RNAfast2000
大量全血总RNA 快速抽提试剂盒
适用范围:全血、骨髓
保存条件:室温,保质期2年。
技术支持:使用中遇到任何问题或建议,请通过E-mail(question@fastagen.com)与我们的技术支持部门联系,部门的资深分子生物学专家将在2个工作日内给予答复。
性能介绍:
| 样本量 | 抗凝全血、骨髓2-10ml |
| 耗时 | 30 min |
| 洗脱体积 | 25-50μl |
| 产量 | 2-8μg/ml全血 |
| 纯度 | OD260/OD280: 1.9-2.1 |
| 特点 | 1. 特别设计针对2-10ml全血的提取,无需淋巴细胞分离液离心,可以获得全部白细胞,不丢失粒细胞,因此获得的RNA产量增加一倍 2. 全血无需立即提取RNA,预处理后可以长期保存于RNAwait后再提取。 3. 获得的RNA无酚残留,DNA污染少, RNase污染少 4. 操作中RNA不易丢失,每次提取得率较高,不同提取批次间变异小 5. 提取速度快,操作简单,半小时即可以完成10ml全血RNA的提取 |
| 用途 | RT-PCR,表达芯片分析,构建cDNA文库,RPA,Northern Blot等 |
试剂盒组成 ( Catalog no. 220150 50 次)
| RC1 | 500ml×2瓶 |
| RC2 | 10ml |
| RC3 | 30ml |
| 洗液 | 60ml(已加有15ml) |
| 洗脱液 | 10ml |
| 内套柱,外套柱 | 50套 |
| 说明书 | 1份 |
操作流程
实验操作前请先认真阅读“注意事项”
1. 取抗凝全血、骨髓2-10ml(样本中如有血凝块,应予去除),混匀后放入尖底离心管(7ml 以下用15ml管,7ml 以上用50ml管),加入等体积RC1液,拧紧管盖后颠倒混匀数次,室温放置5min。

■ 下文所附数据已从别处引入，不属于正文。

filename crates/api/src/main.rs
use std::net::SocketAddr;
use std::sync::Arc;

use tracing_subscriber::{layer::SubscriberExt, util::SubscriberInitExt};

use issuelog_api::config::ServerConfig;
use issuelog_api::router::build_app_router;
use issuelog_api::state::AppState;
use issuelog_db::{PgJournalStore, PgPermissionOracle};

#[tokio::main]
async fn main() {
    dotenvy::dotenv().ok();

    // --- Tracing ---
    tracing_subscriber::registry()
        .with(
            tracing_subscriber::EnvFilter::try_from_default_env()
                .unwrap_or_else(|_| "issuelog_api=debug,tower_http=debug".into()),
        )
        .with(tracing_subscriber::fmt::layer())
        .init();

    // --- Configuration ---
    let config = ServerConfig::from_env();
    tracing::info!(host = %config.host, port = %config.port, "Loaded server configuration");

    // --- Database ---
    let database_url = std::env::var("DATABASE_URL").expect("DATABASE_URL must be set");

    let pool = issuelog_db::create_pool(&database_url, config.database_max_connections)
        .await
        .expect("Failed to connect to database");
    tracing::info!("Database connection pool created");

    issuelog_db::health_check(&pool)
        .await
        .expect("Database health check failed");
    tracing::info!("Database health check passed");

    issuelog_db::run_migrations(&pool)
        .await
        .expect("Failed to run database migrations");
    tracing::info!("Database migrations applied");

    // --- App state ---
    let state = AppState {
        journals: Arc::new(PgJournalStore::new(pool.clone())),
        permissions: Arc::new(PgPermissionOracle::new(pool.clone())),
        pool: Some(pool.clone()),
        config: Arc::new(config.clone()),
    };

    let app = build_app_router(state, &config);

    // --- Start server ---
    let addr = SocketAddr::new(
        config.host.parse().expect("Invalid HOST address"),
        config.port,
    );
    tracing::info!(%addr, "Starting server");

    let listener = tokio::net::TcpListener::bind(addr)
        .await
        .expect("Failed to bind to address");

    axum::serve(listener, app)
        .with_graceful_shutdown(shutdown_signal())
        .await
        .expect("Server error");

    pool.close().await;
    tracing::info!("Graceful shutdown complete");
}

/// Wait for SIGINT or SIGTERM (on Unix) to initiate graceful shutdown.
async fn shutdown_signal() {
    let ctrl_c = async {
        tokio::signal::ctrl_c()
            .await
            .expect("Failed to install Ctrl-C handler");
    };

    #[cfg(unix)]
    let terminate = async {
        tokio::signal::unix::signal(tokio::signal::unix::SignalKind::terminate())
            .expect("Failed to install SIGTERM handler")
            .recv()
            .await;
    };

    #[cfg(not(unix))]
    let terminate = std::future::pending::<()>();

    tokio::select! {
        () = ctrl_c => {
            tracing::info!("Received SIGINT (Ctrl-C), starting graceful shutdown");
        }
        () = terminate => {
            tracing::info!("Received SIGTERM, starting graceful shutdown");
        }
    }
}
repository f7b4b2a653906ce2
//! Authentication primitives.
//!
//! - [`jwt`] -- JWT access-token generation and validation.

pub mod jwt;
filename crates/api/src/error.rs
use axum::extract::rejection::{JsonRejection, QueryRejection};
use axum::http::StatusCode;
use axum::response::{IntoResponse, Response};
use issuelog_core::error::CoreError;
use serde_json::json;

/// Application-level error type for HTTP handlers.
///
/// Wraps [`CoreError`] for domain errors and adds HTTP-specific variants.
/// Implements [`IntoResponse`] to produce consistent JSON error responses.
#[derive(Debug, thiserror::Error)]
pub enum AppError {
    /// A domain-level error from `issuelog_core`.
    #[error(transparent)]
    Core(#[from] CoreError),

    /// A malformed request: unparseable query string or JSON body.
    #[error("Bad request: {0}")]
    BadRequest(String),
}

impl From<JsonRejection> for AppError {
    fn from(rejection: JsonRejection) -> Self {
        AppError::BadRequest(rejection.body_text())
    }
}

impl From<QueryRejection> for AppError {
    fn from(rejection: QueryRejection) -> Self {
        AppError::BadRequest(rejection.body_text())
    }
}

/// Convenience type alias for handler return values.
pub type AppResult<T> = Result<T, AppError>;

impl IntoResponse for AppError {
    fn into_response(self) -> Response {
        let (status, code, message) = match &self {
            AppError::Core(core) => match core {
                CoreError::NotFound { entity, id } => (
                    StatusCode::NOT_FOUND,
                    "NOT_FOUND",
                    format!("{entity} with id {id} not found"),
                ),
                CoreError::Validation(msg) => {
                    (StatusCode::BAD_REQUEST, "VALIDATION_ERROR", msg.clone())
                }
                CoreError::Unauthorized(msg) => {
                    (StatusCode::UNAUTHORIZED, "UNAUTHORIZED", msg.clone())
                }
                CoreError::Forbidden(msg) => (StatusCode::FORBIDDEN, "FORBIDDEN", msg.clone()),
                CoreError::Internal(msg) => {
                    tracing::error!(error = %msg, "Internal core error");
                    (
                        StatusCode::INTERNAL_SERVER_ERROR,
                        "INTERNAL_ERROR",
                        "An internal error occurred".to_string(),
                    )
                }
            },

            AppError::BadRequest(msg) => (StatusCode::BAD_REQUEST, "BAD_REQUEST", msg.clone()),
        };

        let body = json!({
            "error": message,
            "code": code,
        });

        (status, axum::Json(body)).into_response()
    }
}
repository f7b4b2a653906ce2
//! Journal and journal detail rows.

use issuelog_core::journal::{display_name, Journal, JournalDetail};
use issuelog_core::types::{DbId, Timestamp};
use sqlx::FromRow;

/// A `journals` row joined with the issue's project and the author's name.
#[derive(Debug, Clone, FromRow)]
pub struct JournalRow {
    pub id: DbId,
    pub issue_id: DbId,
    pub project_id: DbId,
    pub user_id: DbId,
    pub author_login: String,
    pub author_firstname: String,
    pub author_lastname: String,
    pub notes: String,
    pub private_notes: bool,
    pub created_at: Timestamp,
    pub updated_at: Timestamp,
}

impl JournalRow {
    /// Build the domain journal, attaching `details`.
    pub fn into_journal(self, details: Vec<JournalDetail>) -> Journal {
        Journal {
            author_name: display_name(
                &self.author_firstname,
                &self.author_lastname,
                &self.author_login,
            ),
            id: self.id,
            issue_id: self.issue_id,
            project_id: self.project_id,
            user_id: self.user_id,
            notes: self.notes,
            private_notes: self.private_notes,
            details,
            created_at: self.created_at,
            updated_at: self.updated_at,
        }
    }
}

/// A row from the `journal_details` table.
#[derive(Debug, Clone, FromRow)]
pub struct JournalDetailRow {
    pub id: DbId,
    pub journal_id: DbId,
    pub property: String,
    pub prop_key: String,
    pub old_value: Option<String>,
    pub value: Option<String>,
}

impl From<JournalDetailRow> for JournalDetail {
    fn from(row: JournalDetailRow) -> Self {
        Self {
            id: row.id,
            journal_id: row.journal_id,
            property: row.property,
            prop_key: row.prop_key,
            old_value: row.old_value,
            value: row.value,
        }
    }
}
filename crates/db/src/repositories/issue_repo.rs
//! Repository for the `issues` table.

use issuelog_core::types::DbId;
use sqlx::PgPool;

use crate::models::issue::{CreateIssue, IssueRow};

/// Issue columns joined with the author's name columns.
const SELECT_ISSUES: &str = "SELECT i.id, i.project_id, i.subject, i.description, i.author_id, \
    u.login AS author_login, u.firstname AS author_firstname, u.lastname AS author_lastname, \
    i.created_at \
    FROM issues i \
    JOIN users u ON u.id = i.author_id";

/// Provides read access to issues, plus inserts for seeding.
pub struct IssueRepo;

impl IssueRepo {
    /// Insert a new issue, returning its ID.
    pub async fn create(pool: &PgPool, input: &CreateIssue) -> Result<DbId, sqlx::Error> {
        let (id,): (DbId,) = sqlx::query_as(
            "INSERT INTO issues (project_id, subject, description, author_id)
             VALUES ($1, $2, $3, $4)
             RETURNING id",
        )
        .bind(input.project_id)
        .bind(&input.subject)
        .bind(&input.description)
        .bind(input.author_id)
        .fetch_one(pool)
        .await?;
        Ok(id)
    }

    pub async fn find_by_id(pool: &PgPool, id: DbId) -> Result<Option<IssueRow>, sqlx::Error> {
        let query = format!("{SELECT_ISSUES} WHERE i.id = $1");
        sqlx::query_as::<_, IssueRow>(&query)
            .bind(id)
            .fetch_optional(pool)
            .await
    }
}
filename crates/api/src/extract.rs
//! Body and query extractors whose rejections use the [`AppError`] envelope.

use axum::extract::{FromRequest, FromRequestParts, Query};

use crate::error::AppError;

/// `axum::Json` with a `{error, code}` rejection.
#[derive(Debug, FromRequest)]
#[from_request(via(axum::Json), rejection(AppError))]
pub struct AppJson<T>(pub T);

/// `axum::extract::Query` with a `{error, code}` rejection.
#[derive(Debug, FromRequestParts)]
#[from_request(via(Query), rejection(AppError))]
pub struct AppQuery<T>(pub T);
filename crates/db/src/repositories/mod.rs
//! Repository layer.
//!
//! Each repository is a zero-sized struct providing async query methods
//! that accept `&PgPool` as the first argument.

pub mod issue_repo;
pub mod journal_repo;
pub mod member_repo;
pub mod project_repo;
pub mod role_repo;
pub mod user_repo;

pub use issue_repo::IssueRepo;
pub use journal_repo::JournalRepo;
pub use member_repo::MemberRepo;
pub use project_repo::ProjectRepo;
pub use role_repo::RoleRepo;
pub use user_repo::UserRepo;
//! Role and membership models.

use issuelog_core::types::{DbId, Timestamp};
use serde::Serialize;
use sqlx::FromRow;

/// Built-in role granting what anonymous callers may do on public projects.
pub const ANONYMOUS_ROLE: &str = "Anonymous";

/// A row from the `roles` table.
#[derive(Debug, Clone, FromRow, Serialize)]
pub struct Role {
    pub id: DbId,
    pub name: String,
    pub permissions: Vec<String>,
    pub created_at: Timestamp,
    pub updated_at: Timestamp,
}

/// A row from the `members` table.
#[derive(Debug, Clone, FromRow, Serialize)]
pub struct Member {
    pub id: DbId,
    pub user_id: DbId,
    pub project_id: DbId,
    pub role_id: DbId,
    pub created_at: Timestamp,
}
use axum::extract::State;
use axum::{routing::get, Json, Router};
use serde::Serialize;

use crate::state::AppState;

/// Health check response payload.
#[derive(Serialize)]
pub struct HealthResponse {
    /// Overall service status.
    pub status: &'static str,
    /// Crate version from Cargo.toml.
    pub version: &'static str,
    /// Whether the database is reachable; `null` when running without one.
    pub db_healthy: Option<bool>,
}

/// GET /health -- returns service and database health.
async fn health_check(State(state): State<AppState>) -> Json<HealthResponse> {
    let db_healthy = match &state.pool {
        Some(pool) => Some(issuelog_db::health_check(pool).await.is_ok()),
        None => None,
    };

    let status = if db_healthy == Some(false) {
        "degraded"
    } else {
        "ok"
    };

    Json(HealthResponse {
        status,
        version: env!("CARGO_PKG_VERSION"),
        db_healthy,
    })
}

/// Mount health check routes (intended for root-level, NOT under `/api/v1`).
pub fn router() -> Router<AppState> {
    Router::new().route("/health", get(health_check))
}
//! JWT access-token generation and validation.
//!
//! Access tokens are HS256-signed JWTs containing a [`Claims`] payload. The
//! token only identifies the user; permissions are looked up per project on
//! each request.

use issuelog_core::types::DbId;
use jsonwebtoken::{decode, encode, DecodingKey, EncodingKey, Header, Validation};
use serde::{Deserialize, Serialize};
use uuid::Uuid;

/// JWT claims embedded in every access token.
#[derive(Debug, Serialize, Deserialize, Clone)]
pub struct Claims {
    /// Subject -- the user's internal database id.
    pub sub: DbId,
    /// Expiration time (UTC Unix timestamp).
    pub exp: i64,
    /// Issued-at time (UTC Unix timestamp).
    pub iat: i64,
    /// Unique token identifier (UUID v4).
    pub jti: String,
}

/// Configuration for JWT token generation and validation.
#[derive(Debug, Clone)]
pub struct JwtConfig {
    /// HMAC-SHA256 secret used to sign and verify tokens.
    pub secret: String,
    /// Access token lifetime in minutes (default: 15).
    pub access_token_expiry_mins: i64,
}

/// Default access token expiry in minutes.
const DEFAULT_ACCESS_EXPIRY_MINS: i64 = 15;

impl JwtConfig {
    /// Load JWT configuration from environment variables.
    ///
    /// | Env Var                    | Required | Default |
    /// |----------------------------|----------|---------|
    /// | `JWT_SECRET`               | **yes**  | --      |
    /// | `JWT_ACCESS_EXPIRY_MINS`   | no       | `15`    |
    ///
    /// # Panics
    ///
    /// Panics if `JWT_SECRET` is not set or is empty.
    pub fn from_env() -> Self {
        let secret =
            std::env::var("JWT_SECRET").expect("JWT_SECRET must be set in the environment");
        assert!(!secret.is_empty(), "JWT_SECRET must not be empty");

        let access_token_expiry_mins: i64 = std::env::var("JWT_ACCESS_EXPIRY_MINS")
            .unwrap_or_else(|_| DEFAULT_ACCESS_EXPIRY_MINS.to_string())
            .parse()
            .expect("JWT_ACCESS_EXPIRY_MINS must be a valid i64");

        Self {
            secret,
            access_token_expiry_mins,
        }
    }
}

/// Generate an HS256 access token for the given user.
pub fn generate_access_token(
    user_id: DbId,
    config: &JwtConfig,
) -> Result<String, jsonwebtoken::errors::Error> {
    let now = chrono::Utc::now().timestamp();
    let exp = now + config.access_token_expiry_mins * 60;

    let claims = Claims {
        sub: user_id,
        exp,
        iat: now,
        jti: Uuid::new_v4().to_string(),
    };

    encode(
        &Header::default(), // HS256
        &claims,
        &EncodingKey::from_secret(config.secret.as_bytes()),
    )
}

/// Validate and decode an access token, returning the embedded [`Claims`].
///
/// Validates the signature and expiration.
pub fn validate_token(
    token: &str,
    config: &JwtConfig,
) -> Result<Claims, jsonwebtoken::errors::Error> {
    let token_data = decode::<Claims>(
        token,
        &DecodingKey::from_secret(config.secret.as_bytes()),
        &Validation::default(), // HS256, validates exp
    )?;
    Ok(token_data.claims)
}
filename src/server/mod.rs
//! HTTP surface: public site API, admin CMS, change webhook and websocket.

pub mod app;
pub mod context;
pub mod error;
pub mod handlers;
pub mod state;

use std::sync::Arc;

use anyhow::{Context, Result};
use tracing::{info, warn};

use crate::config::Config;
use crate::realtime::spawn_navigation_refresh;
use state::AppState;

/// Build the state, start the navigation refresher and serve until Ctrl-C.
pub async fn run_server(config: Config) -> Result<()> {
    let port = config.port;
    let state = Arc::new(AppState::new(config)?);

    spawn_navigation_refresh(
        &state.feed,
        Arc::clone(&state.navigation),
        state.store.clone(),
        state.registry.clone(),
    );

    // The first request retries if the store is unreachable right now
    if let Err(e) = state.navigation.refresh(&state.store, &state.registry).await {
        warn!("Initial navigation load failed: {}", e);
    }

    let app = app::create_router(state);

    let addr = format!("0.0.0.0:{}", port);
    let listener = tokio::net::TcpListener::bind(&addr)
        .await
        .with_context(|| format!("Failed to bind {}", addr))?;
    info!("Listening on {}", addr);

    axum::serve(listener, app)
        .with_graceful_shutdown(shutdown_signal())
        .await?;

    Ok(())
}

async fn shutdown_signal() {
    if let Err(e) = tokio::signal::ctrl_c().await {
        warn!("Failed to listen for Ctrl-C: {}", e);
        std::future::pending::<()>().await;
    }
    info!("Shutdown signal received, stopping server");
}
pub mod config;
pub mod content;
pub mod i18n;
pub mod navigation;
pub mod realtime;
pub mod richtext;
pub mod security;
pub mod server;
pub mod store;
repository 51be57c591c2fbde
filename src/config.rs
use anyhow::{Context, Result};

#[derive(Debug, Clone)]
pub struct Config {
    // Content store (hosted backend)
    pub supabase_url: String,
    pub supabase_anon_key: String,
    pub storage_bucket: String,

    // Realtime
    pub webhook_secret: Option<String>,
    pub change_feed_capacity: usize,

    // Localization
    pub native_language_code: String,

    // Server
    pub port: u16,
}

impl Config {
    pub fn from_env() -> Result<Self> {
        Ok(Self {
            // Content store
            supabase_url: std::env::var("SUPABASE_URL")
                .context("SUPABASE_URL not set")?
                .trim_end_matches('/')
                .to_string(),
            supabase_anon_key: std::env::var("SUPABASE_ANON_KEY")
                .context("SUPABASE_ANON_KEY not set")?,
            storage_bucket: std::env::var("STORAGE_BUCKET")
                .unwrap_or_else(|_| "images".to_string()),

            // Realtime - webhook endpoint stays disabled without a secret
            webhook_secret: std::env::var("WEBHOOK_SECRET")
                .ok()
                .filter(|s| !s.is_empty()),
            change_feed_capacity: std::env::var("CHANGE_FEED_CAPACITY")
                .ok()
                .and_then(|v| v.parse().ok())
                .filter(|&n: &usize| n > 0)
                .unwrap_or(100),

            // Localization
            native_language_code: std::env::var("NATIVE_LANGUAGE_CODE")
                .unwrap_or_else(|_| "hy".to_string()),

            // Server
            port: std::env::var("PORT")
                .ok()
                .and_then(|v| v.parse().ok())
                .unwrap_or(8080),
        })
    }
}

2. 300g离心3min,小心倒去上清,留下底部沉淀(带有红细胞,约500μl-1ml),加入RC1液10ml,拧紧管盖后颠倒混匀数次,使底部沉淀全部散开。
3. 300g离心3min,倒去上清后,再用移液枪或负压吸引器充分吸干残留的上清。
4. 加入RC2液100μl,立即用枪尖吹打数次后,立即全部吸入RNase-free 的1.5ml eppendorf里,12,000g(下同)离心30s。立即吸取所有上清放入新的RNase-free 的1.5ml eppendorf里。
5. 立即加入RC3液500μl(预先在eppendorf里加入RC3液更好),充分颠倒混匀1min。
6. 将混匀后的液体吸入或直接倒入内套管,离心1min。
7. 弃去外套管中液体,内套管中加入500 μl洗液,离心1min。再重复此过程洗一次。
8. 取出内套管,弃去外套管中液体,仍然套回内套管,不加洗液,离心1min。
9. 将内套管移入新的eppendorf管中,在膜中央加入洗脱液(或pH>7.0的DEPC处理水)25-50μl,室温静置1min,离心1min,获得总RNA。
注意事项
1. 试剂盒室温保存,保质期2年。
2. 室温离心(有条件可4℃离心),离心时不要使用急速刹停。离心速度以eppendorf 5810离心机为例:300g =1,221rpm, 12,000g=10,629rpm。
3. 首次使用时在洗液瓶中加入45ml无污染的分析纯无水乙醇,用后拧紧瓶盖。
4. 避免环境中RNA酶污染,操作要戴手套,所有枪头、离心管和eppendorf管以DEPC水处理。移液枪保证洁净无RNA酶污染。如果把试剂放在超净台(普通超净台或专用的桌面PCR超净台)中操作,可以有效减少RNA酶污染。
5. 全血、骨髓直接冻存后RNA大部分丢失,不能用于提取。血液、骨髓抽取后应在4小时内提取RNA。也可以在步骤3的预处理结束后,将分离获得的细胞长期保存于RNAwait后再提取(详细资料请查阅本公司网站www.fastagen.com)。
6. 步骤2在底部沉淀全部散开后如留有血块,应先去处血块后进入下一步操作。
7. 步骤4应在1-2min内快速完成,否则RNA容易降解,降低产量。
8. 尽量保证在膜中央加入洗脱液25μl-50μl,低于25μl将不能保证充分浸润吸附膜。
9. 洗脱液pH<7.0时会明显降低RNA的洗脱效率,而国内实验室用水大多呈偏酸性,自备洗脱液时应当注意。本试剂盒提供的洗脱液为pH7.6。